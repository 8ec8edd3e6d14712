// src/db/mod.rs

//! Local bookkeeping database
//!
//! Releases and their build-ownership markers live in SQLite. The
//! commit/revert/update operations each run inside one exclusive
//! transaction keyed by the release row, which is the engine's whole
//! locking discipline; no distributed locking beyond that boundary.

pub mod models;
pub mod schema;

use crate::error::Result;
use rusqlite::{Connection, TransactionBehavior};
use tracing::debug;

/// Initialize the database at the given path, creating the schema
pub fn init(path: &str) -> Result<()> {
    let conn = open(path)?;
    schema::migrate(&conn)?;
    Ok(())
}

/// Open a database connection with the engine's pragmas
pub fn open(path: &str) -> Result<Connection> {
    let conn = Connection::open(path)?;
    conn.pragma_update(None, "foreign_keys", "ON")?;
    conn.pragma_update(None, "journal_mode", "WAL")?;
    debug!("Opened database at {}", path);
    Ok(conn)
}

/// Run a closure inside one exclusive write transaction
///
/// The transaction takes the write lock immediately so two concurrent
/// commit attempts on the same release serialize here.
pub fn transaction<T, F>(conn: &mut Connection, f: F) -> Result<T>
where
    F: FnOnce(&rusqlite::Transaction) -> Result<T>,
{
    let tx = conn.transaction_with_behavior(TransactionBehavior::Immediate)?;
    let result = f(&tx)?;
    tx.commit()?;
    Ok(result)
}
##########
WHAT THE TASK REQUIRES: Transcribe every line of the data, exactly as it stands.

COMPLETED EXERCISE:
repository 8ec8edd3e6d14712
// src/db/mod.rs

//! Local bookkeeping database
//!
//! Releases and their build-ownership markers live in SQLite. The
//! commit/revert/update operations each run inside one exclusive
//! transaction keyed by the release row, which is the engine's whole
//! locking discipline; no distributed locking beyond that boundary.

pub mod models;
pub mod schema;

use crate::error::Result;
use rusqlite::{Connection, TransactionBehavior};
use tracing::debug;

/// Initialize the database at the given path, creating the schema
pub fn init(path: &str) -> Result<()> {
    let conn = open(path)?;
    schema::migrate(&conn)?;
    Ok(())
}

/// Open a database connection with the engine's pragmas
pub fn open(path: &str) -> Result<Connection> {
    let conn = Connection::open(path)?;
    conn.pragma_update(None, "foreign_keys", "ON")?;
    conn.pragma_update(None, "journal_mode", "WAL")?;
    debug!("Opened database at {}", path);
    Ok(conn)
}

/// Run a closure inside one exclusive write transaction
///
/// The transaction takes the write lock immediately so two concurrent
/// commit attempts on the same release serialize here.
pub fn transaction<T, F>(conn: &mut Connection, f: F) -> Result<T>
where
    F: FnOnce(&rusqlite::Transaction) -> Result<T>,
{
    let tx = conn.transaction_with_behavior(TransactionBehavior::Immediate)?;
    let result = f(&tx)?;
    tx.commit()?;
    Ok(result)
}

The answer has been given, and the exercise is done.